Ricardo Aparicio, alicantino de 43 años, ha simulado esta mañana su propio orgasmo mientras se masturbaba con la intención, según dice, de “hacerme creer que estaba disfrutando de verdad, porque para mí es importante”. Considera que “exagerar de vez en cuando el placer” es bueno para la autoestima, y si hay alguien que puede contribuir a reforzar su autoestima es él mismo.

“He gritado incluso más que cuando tengo un orgasmo de verdad, pero no me he dado cuenta, yo diría que ha colado”, explica Aparicio, que considera que “no es autoengaño porque en el fondo yo disfruto oyéndome disfrutar aunque no disfrute, así que a fin de cuentas yo disfruto y, por tanto, no miento aunque haga ver que disfruto porque, lo vuelvo a decir, el resultado es que disfrutar, disfruto”.
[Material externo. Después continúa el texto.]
/// **VALUE**: Verifies `Expect: 100-continue` is answered before the body is read.
///
/// **WHY THIS MATTERS**: curl and similar clients hold back large uploads until they
/// see the interim response, otherwise stalling on their own timeout.
///
/// **BUG THIS CATCHES**: Would catch the server waiting for a body the client is
/// waiting for permission to send.
#[tokio::test]
async fn given_expect_continue_when_post_sent_then_interim_response_precedes_body() {
    // GIVEN: A handler that echoes the posted body
    let server = WebServer::new(test_config());
    server.add_handler(|request: &Request| {
        let data = request.files.get(POST_DATA_PART)?;
        Some(Response::text(HttpStatusCode::OK, format!("post:{data}")))
    });
    let handle = start(&server).await;
    let mut stream = TcpStream::connect(handle.local_addr())
        .await
        .expect("connect");

    // WHEN: Only the head is sent, announcing a body
    stream
        .write_all(
            b"POST /upload HTTP/1.1\r\nHost: x\r\nContent-Type: text/plain\r\n\
              Content-Length: 5\r\nExpect: 100-continue\r\nConnection: close\r\n\r\n",
        )
        .await
        .expect("write head");

    // THEN: The interim response arrives without the body having been sent
    let interim = b"HTTP/1.1 100 Continue\r\n\r\n";
    let mut received = vec![0u8; interim.len()];
    crate::helpers::within(stream.read_exact(&mut received))
        .await
        .expect("interim response");
    assert_eq!(&received[..], &interim[..]);

    // AND: Sending the body yields the final response
    stream.write_all(b"hello").await.expect("write body");
    let mut response = Vec::new();
    crate::helpers::within(stream.read_to_end(&mut response))
        .await
        .expect("final response");
    let response = String::from_utf8_lossy(&response);
    assert!(response.starts_with("HTTP/1.1 200 OK\r\n"), "{response}");
    assert!(response.ends_with("post:hello"), "{response}");

    handle.shutdown().await;
}

/// **VALUE**: Verifies chunked request bodies are refused with 400 and the socket closed.
#[tokio::test]
async fn given_chunked_body_when_sent_then_bad_request() {
    let server = WebServer::new(test_config());
    let handle = start(&server).await;

    let response = raw_exchange(
        &handle,
        b"POST /x HTTP/1.1\r\nHost: t\r\nTransfer-Encoding: chunked\r\n\r\n5\r\nhello\r\n0\r\n\r\n",
    )
    .await;

    assert!(response.starts_with("HTTP/1.1 400 Bad Request\r\n"), "{response}");
    assert!(response.contains("Connection: close\r\n"));

    handle.shutdown().await;
}

/// **VALUE**: Verifies two requests are answered on one kept-alive socket.
///
/// **BUG THIS CATCHES**: Would catch the session loop closing after every response or
/// losing pipelined bytes between requests.
#[tokio::test]
async fn given_pipelined_requests_when_sent_then_both_answered_in_order() {
    let server = WebServer::new(test_config());
    server.add_handler(|request: &Request| {
        Some(Response::text(HttpStatusCode::OK, request.path.clone()))
    });
    let handle = start(&server).await;

    let response = raw_exchange(
        &handle,
        b"GET /first HTTP/1.1\r\nHost: t\r\n\r\nGET /second HTTP/1.1\r\nHost: t\r\nConnection: close\r\n\r\n",
    )
    .await;

    let first = response.find("/first").expect("first answered");
    let second = response.find("/second").expect("second answered");
    assert!(first < second);
    assert_eq!(response.matches("HTTP/1.1 200 OK").count(), 2);

    handle.shutdown().await;
}

/// **VALUE**: Verifies HEAD gets headers with the real length but no body.
#[tokio::test]
async fn given_head_request_when_sent_then_no_body() {
    let site = tempfile::tempdir().expect("temp dir");
    fs::write(site.path().join("page.html"), "<h1>hello</h1>").expect("write");
    let server = WebServer::new(test_config());
    server.add_document_root(site.path());
    let handle = start(&server).await;

    let response = raw_exchange(
        &handle,
        b"HEAD /page.html HTTP/1.1\r\nHost: t\r\nConnection: close\r\n\r\n",
    )
    .await;

    assert!(response.contains("Content-Length: 14\r\n"));
    assert!(response.ends_with("\r\n\r\n"));

    handle.shutdown().await;
}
Este soltero con años de experiencia masturbándose insiste en que “experimento más placer dando placer que recibiéndolo, con lo cual, aunque yo no experimente el placer del orgasmo en mis propias carnes, sí experimento el placer de provocar un orgasmo y no me pregunto si ese orgasmo es de verdad o no porque yo sé en el fondo que es mejor que no me haga esta pregunta porque sé la respuesta y es una puerta que no tengo por qué abrir”. Argumenta que “la parte racional de mi cerebro sabe que miento pero la parte emocional no lo procesa, así que, mientras las dos partes no crucen datos, irá todo de puta madre”.

Esta noche, Aparicio planea forzarse un poco “porque me gusta obligarme a masturbarme cuando no me lo espero, como por la fuerza, me pone la adrenalina a tope”. Aclara que “no es violación porque soy yo, todo queda en casa”.